An Auburn University study says every single regulator destroys fully 138 private sector jobs every year you keep him on the job.

With nearly 300,000 federal regulators, the shock is that we still have any jobs at all.

The Two Scariest Words in the English Language

A lot of the excitement around the Department of Government Efficiency — DOGE — focuses on the dollars saved. But more important is all the things the federal government destroys with those dollars.

Specifically, the millions of jobs destroyed by the two scariest words in the English language: federal regulators.

A few weeks ago I mentioned how DOGE under Elon and Vivek is taking aim at the regulatory mothership that strangles the American economy and fuels the totalitarian administrative state — you may remember it from Covid.

A mother ship that is oddly enough unconstitutional according to a pair of recent Supreme Court decisions — Loper Bright Enterprises v Raimondo and West Virginia v EPA.

I asserted this could unleash the economy like nothing we’ve seen in the past century.

And the reason is because it’s hard to overstate just how destructive regulations are.

Every Regulator Destroys 138 Jobs

One 2017 study by the Phoenix Center and Auburn University found that every single full-time regulator destroys 138 jobs.

GDP-adjusted to today, that translates to $16.5 million of economic output. For a hundred-thousand dollar bureaucrat.
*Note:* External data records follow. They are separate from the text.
//! Storage-level representation shared by every entity type.

use std::fmt;
use std::str::FromStr;

use chrono::{DateTime, Utc};
use serde::{Deserialize, Serialize};

use super::{Amenity, Place, Review, User};

/// Discriminates the entity classes known to the storage layer.
#[derive(Debug, Clone, Copy, PartialEq, Eq, Hash, PartialOrd, Ord)]
pub enum ObjectKind {
    Amenity,
    Place,
    Review,
    User,
}

impl ObjectKind {
    /// Every kind, in the order used by the stats endpoint.
    pub const ALL: [ObjectKind; 4] = [
        ObjectKind::Amenity,
        ObjectKind::Place,
        ObjectKind::Review,
        ObjectKind::User,
    ];

    /// Class name as written in the `__class__` field and storage keys.
    pub fn as_str(self) -> &'static str {
        match self {
            ObjectKind::Amenity => "Amenity",
            ObjectKind::Place => "Place",
            ObjectKind::Review => "Review",
            ObjectKind::User => "User",
        }
    }

    /// Plural collection name used in route paths and stats output.
    pub fn collection(self) -> &'static str {
        match self {
            ObjectKind::Amenity => "amenities",
            ObjectKind::Place => "places",
            ObjectKind::Review => "reviews",
            ObjectKind::User => "users",
        }
    }
}

impl fmt::Display for ObjectKind {
    fn fmt(&self, f: &mut fmt::Formatter<'_>) -> fmt::Result {
        f.write_str(self.as_str())
    }
}

/// Error returned when a string names no known entity class.
#[derive(Debug, Clone, PartialEq, Eq, thiserror::Error)]
#[error("unknown class: {0}")]
pub struct UnknownKind(pub String);

impl FromStr for ObjectKind {
    type Err = UnknownKind;

    /// Accepts either the class name (`Review`) or the collection name (`reviews`).
    fn from_str(s: &str) -> Result<Self, Self::Err> {
        ObjectKind::ALL
            .into_iter()
            .find(|kind| {
                kind.as_str().eq_ignore_ascii_case(s) || kind.collection().eq_ignore_ascii_case(s)
            })
            .ok_or_else(|| UnknownKind(s.to_string()))
    }
}

/// Any persisted entity.
///
/// Serializes to the entity's own fields plus a `__class__` discriminator,
/// which is the form returned by the API and written by the file backend.
#[derive(Debug, Clone, PartialEq, Serialize, Deserialize)]
#[serde(tag = "__class__")]
pub enum Object {
    Amenity(Amenity),
    Place(Place),
    Review(Review),
    User(User),
}

impl Object {
    pub fn kind(&self) -> ObjectKind {
        match self {
            Object::Amenity(_) => ObjectKind::Amenity,
            Object::Place(_) => ObjectKind::Place,
            Object::Review(_) => ObjectKind::Review,
            Object::User(_) => ObjectKind::User,
        }
    }

    pub fn id(&self) -> &str {
        match self {
            Object::Amenity(a) => &a.id,
            Object::Place(p) => &p.id,
            Object::Review(r) => &r.id,
            Object::User(u) => &u.id,
        }
    }

    pub fn created_at(&self) -> DateTime<Utc> {
        match self {
            Object::Amenity(a) => a.created_at,
            Object::Place(p) => p.created_at,
            Object::Review(r) => r.created_at,
            Object::User(u) => u.created_at,
        }
    }

    pub fn updated_at(&self) -> DateTime<Utc> {
        match self {
            Object::Amenity(a) => a.updated_at,
            Object::Place(p) => p.updated_at,
            Object::Review(r) => r.updated_at,
            Object::User(u) => u.updated_at,
        }
    }

    /// Storage key in the `<Class>.<id>` form.
    pub fn key(&self) -> String {
        object_key(self.kind(), self.id())
    }
}

/// Builds the `<Class>.<id>` storage key.
pub fn object_key(kind: ObjectKind, id: &str) -> String {
    format!("{}.{}", kind.as_str(), id)
}

/// Typed view over one [`Object`] variant.
pub trait Entity: Clone + Send + Sync + Into<Object> + 'static {
    const KIND: ObjectKind;

    fn id(&self) -> &str;

    fn created_at(&self) -> DateTime<Utc>;

    /// Extracts the entity if `object` is of this kind.
    fn from_object(object: Object) -> Option<Self>;
}

/// Generates a fresh identifier for a new entity.
pub fn new_id() -> String {
    uuid::Uuid::new_v4().to_string()
}
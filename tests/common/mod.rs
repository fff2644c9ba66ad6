#![allow(dead_code)]

use std::sync::Arc;

use axum_test::TestServer;
use hbnb_api::api::routes::resource_routes;
use hbnb_api::domain::entities::{NewPlace, NewUser, Object, Place, User};
use hbnb_api::domain::repositories::Storage;
use hbnb_api::infrastructure::persistence::MemoryStorage;
use hbnb_api::state::AppState;

pub fn create_test_state() -> (AppState, Arc<MemoryStorage>) {
    let storage = Arc::new(MemoryStorage::new());
    let state = AppState::new(storage.clone());
    (state, storage)
}

/// A server over every resource route, backed by fresh memory storage.
pub fn make_server() -> (TestServer, Arc<MemoryStorage>) {
    let (state, storage) = create_test_state();
    let app = resource_routes().with_state(state);
    (TestServer::new(app).unwrap(), storage)
}

pub async fn create_test_user(storage: &MemoryStorage, email: &str) -> User {
    let user = User::new(NewUser {
        email: email.to_string(),
        password: "secret".to_string(),
        first_name: None,
        last_name: None,
    });
    storage.insert(Object::from(user.clone())).await.unwrap();
    storage.save().await.unwrap();
    user
}

pub async fn create_test_place(storage: &MemoryStorage, user_id: &str, name: &str) -> Place {
    let place = Place::new(NewPlace {
        user_id: user_id.to_string(),
        name: name.to_string(),
        ..NewPlace::default()
    });
    storage.insert(Object::from(place.clone())).await.unwrap();
    storage.save().await.unwrap();
    place
}
//! Changes staged by `insert`/`delete` and not yet saved.

use std::collections::HashMap;

use crate::domain::entities::{Object, ObjectKind, object_key};

use super::memory_storage::ObjectMap;

#[derive(Debug, Clone, PartialEq)]
pub enum PendingChange {
    Upsert(Object),
    Delete { kind: ObjectKind, id: String },
}

impl PendingChange {
    pub fn kind(&self) -> ObjectKind {
        match self {
            PendingChange::Upsert(object) => object.kind(),
            PendingChange::Delete { kind, .. } => *kind,
        }
    }
}

/// Staged changes keyed by `<Class>.<id>`.
///
/// Only the latest change per key is kept, so the set never grows beyond the
/// number of distinct objects touched since the last successful save.
#[derive(Debug, Default)]
pub struct PendingChanges {
    changes: HashMap<String, PendingChange>,
}

impl PendingChanges {
    pub fn upsert(&mut self, object: Object) {
        self.changes
            .insert(object.key(), PendingChange::Upsert(object));
    }

    pub fn delete(&mut self, object: &Object) {
        self.changes.insert(
            object.key(),
            PendingChange::Delete {
                kind: object.kind(),
                id: object.id().to_string(),
            },
        );
    }

    pub fn get(&self, kind: ObjectKind, id: &str) -> Option<&PendingChange> {
        self.changes.get(&object_key(kind, id))
    }

    pub fn touches(&self, kind: ObjectKind) -> bool {
        self.changes.values().any(|change| change.kind() == kind)
    }

    /// Applies changes of `kind` to a map of objects keyed by id.
    pub fn overlay(&self, kind: ObjectKind, objects: &mut HashMap<String, Object>) {
        for change in self.changes.values().filter(|change| change.kind() == kind) {
            match change {
                PendingChange::Upsert(object) => {
                    objects.insert(object.id().to_string(), object.clone());
                }
                PendingChange::Delete { id, .. } => {
                    objects.remove(id);
                }
            }
        }
    }

    /// Applies every change to a map keyed by storage key.
    pub fn apply(&self, objects: &mut ObjectMap) {
        for (key, change) in &self.changes {
            match change {
                PendingChange::Upsert(object) => {
                    objects.insert(key.clone(), object.clone());
                }
                PendingChange::Delete { .. } => {
                    objects.remove(key);
                }
            }
        }
    }

    pub fn iter(&self) -> impl Iterator<Item = &PendingChange> {
        self.changes.values()
    }

    pub fn len(&self) -> usize {
        self.changes.len()
    }

    pub fn is_empty(&self) -> bool {
        self.changes.is_empty()
    }

    pub fn clear(&mut self) {
        self.changes.clear();
    }
}

#[cfg(test)]
mod tests {
    use super::*;
    use crate::domain::entities::{Amenity, NewAmenity};

    fn amenity(name: &str) -> Object {
        Amenity::new(NewAmenity {
            name: name.to_string(),
        })
        .into()
    }

    #[test]
    fn test_latest_change_per_key_wins() {
        let wifi = amenity("Wifi");
        let mut pending = PendingChanges::default();

        pending.upsert(wifi.clone());
        pending.delete(&wifi);
        pending.upsert(wifi.clone());

        assert_eq!(pending.len(), 1);
        assert_eq!(
            pending.get(ObjectKind::Amenity, wifi.id()),
            Some(&PendingChange::Upsert(wifi))
        );
    }

    #[test]
    fn test_overlay_and_apply() {
        let wifi = amenity("Wifi");
        let pool = amenity("Pool");
        let mut pending = PendingChanges::default();
        pending.upsert(pool.clone());
        pending.delete(&wifi);

        let mut by_id = HashMap::from([(wifi.id().to_string(), wifi.clone())]);
        pending.overlay(ObjectKind::Amenity, &mut by_id);
        assert_eq!(by_id.len(), 1);
        assert!(by_id.contains_key(pool.id()));

        let mut by_key = ObjectMap::from([(wifi.key(), wifi.clone())]);
        pending.apply(&mut by_key);
        assert_eq!(by_key.len(), 1);
        assert!(by_key.contains_key(&pool.key()));

        assert!(pending.touches(ObjectKind::Amenity));
        assert!(!pending.touches(ObjectKind::User));
    }
}
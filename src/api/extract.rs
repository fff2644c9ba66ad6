//! Request body extraction.

use axum::{
    body::Bytes,
    extract::{FromRequest, Request},
    http::{HeaderMap, header},
};
use serde_json::{Map, Value};

use crate::error::AppError;

/// A request body that is a JSON object.
///
/// Rejects with `400 {"error": "Not a JSON"}` when the content type is not
/// JSON, the body does not parse, or it parses to anything but an object.
/// Field-level validation is left to the DTO conversions.
#[derive(Debug, Clone)]
pub struct JsonBody(pub Map<String, Value>);

impl JsonBody {
    pub fn contains(&self, field: &str) -> bool {
        self.0.contains_key(field)
    }

    pub fn get(&self, field: &str) -> Option<&Value> {
        self.0.get(field)
    }

    pub fn keys(&self) -> impl Iterator<Item = &str> {
        self.0.keys().map(String::as_str)
    }
}

impl<S> FromRequest<S> for JsonBody
where
    S: Send + Sync,
{
    type Rejection = AppError;

    async fn from_request(req: Request, state: &S) -> Result<Self, Self::Rejection> {
        if !has_json_content_type(req.headers()) {
            return Err(AppError::not_a_json());
        }

        let bytes = Bytes::from_request(req, state)
            .await
            .map_err(|_| AppError::not_a_json())?;

        match serde_json::from_slice(&bytes) {
            Ok(Value::Object(map)) => Ok(Self(map)),
            _ => Err(AppError::not_a_json()),
        }
    }
}

/// Accepts `application/json` and `application/*+json`, with any parameters.
fn has_json_content_type(headers: &HeaderMap) -> bool {
    let Some(content_type) = headers
        .get(header::CONTENT_TYPE)
        .and_then(|value| value.to_str().ok())
    else {
        return false;
    };

    let essence = content_type
        .split(';')
        .next()
        .unwrap_or_default()
        .trim()
        .to_ascii_lowercase();

    essence == "application/json"
        || (essence.starts_with("application/") && essence.ends_with("+json"))
}

#[cfg(test)]
mod tests {
    use super::*;
    use axum::body::Body;
    use axum::http::HeaderValue;

    fn headers(content_type: &str) -> HeaderMap {
        let mut headers = HeaderMap::new();
        headers.insert(
            header::CONTENT_TYPE,
            HeaderValue::from_str(content_type).unwrap(),
        );
        headers
    }

    #[test]
    fn test_json_content_types() {
        assert!(has_json_content_type(&headers("application/json")));
        assert!(has_json_content_type(&headers(
            "application/json; charset=utf-8"
        )));
        assert!(has_json_content_type(&headers("application/merge-patch+json")));
        assert!(!has_json_content_type(&headers("text/plain")));
        assert!(!has_json_content_type(&HeaderMap::new()));
    }

    async fn extract(content_type: &str, body: &'static str) -> Result<JsonBody, AppError> {
        let req = Request::builder()
            .header(header::CONTENT_TYPE, content_type)
            .body(Body::from(body))
            .unwrap();
        JsonBody::from_request(req, &()).await
    }

    #[tokio::test]
    async fn test_extracts_object() {
        let body = extract("application/json", r#"{"name": "Wifi"}"#)
            .await
            .unwrap();

        assert!(body.contains("name"));
        assert_eq!(body.get("name"), Some(&Value::from("Wifi")));
    }

    #[tokio::test]
    async fn test_rejects_non_object() {
        for raw in ["[1, 2]", "\"text\"", "null", "{not json"] {
            let err = extract("application/json", raw).await.unwrap_err();
            assert_eq!(err.to_string(), "Not a JSON");
        }
    }

    #[tokio::test]
    async fn test_rejects_wrong_content_type() {
        let err = extract("text/plain", r#"{"name": "Wifi"}"#)
            .await
            .unwrap_err();

        assert_eq!(err.to_string(), "Not a JSON");
    }
}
This lost output is made of jobs and businesses that were never started. Or were stunted by strangling regulations — which are generally bought by big corporations specifically to strangle small competitors.

Along with mom and pops chased into bankruptcy as collateral damage to new regulations — say, a diner forced to spend $30,000 on a low-energy exhaust fan.

So it’s not the bureaucrat’s hundred thousand salary that matters. It’s the 138 jobs he takes out. Every single year you keep him around.

In fact, you could fire him, keep paying him for life, and still put a hundred families in the middle class.

In recent videos I’ve mentioned research saying one dollar in taxes destroys 3 dollars in GDP. A regulator blows that out of the water — each dollar in regulator salary destory 112 dollars in output.

Given there’s roughly 288,000 full-time federal employees involved in regulatory activities, that implies an annual cost of regulation of around $5 trillion. One-fifth of our entire economy.

This means DOGE slashing tens of thousands of regulations could spark Morning in America even if we keep every last one of them on the payroll.

The Top 3 Regulatory Offenders

The worst 3 regulatory offenders are the EPA, which prey especially on small businesses least able to afford their never-ending mandates.

Second is securities mandates — namely Dodd-Frank and Sarbanes-Oxley — that have all but closed public markets to start-ups and shelter banks and insurers from competition.

And labor regulations — namely FLRA, NLRB, an alphabet soup including Obamacare mandates and occupational licensing. There are brutal for small businesses that might take a gamble on marginal workers but are locked in.

And they raise the cost of hiring to the point that companies downsize or move to China to survive.

Of course, these are just the start. The regulatory code has grown like a monster for a hundred years in literally every domain you can imagine, from braiding hair to collecting rainwater on your property to giving health advice — which is illegal unless you’re a doctor.

And, my personal favorite, the regulatory mandate to literally add poison — ethanol — to any alcohol that’s not taxed, including mouthwash. In case you thought the federal government would never poison you on purpose.

What’s Next

Deregulation is central to Trumponomics — low inflation and fast growth.

Because the best way to do both is to reduce the federal burden — the spending, sure, but above all the forest of regulations strangling our economy. Even if DOGE doesn’t manage to save a penny, gutting the regulatory state will pay us back 138-fold.

Republished from the author’s Substack

Author

Peter St Onge

Peter is an economist, a Fellow at the Mises Institute, and a former MBA professor.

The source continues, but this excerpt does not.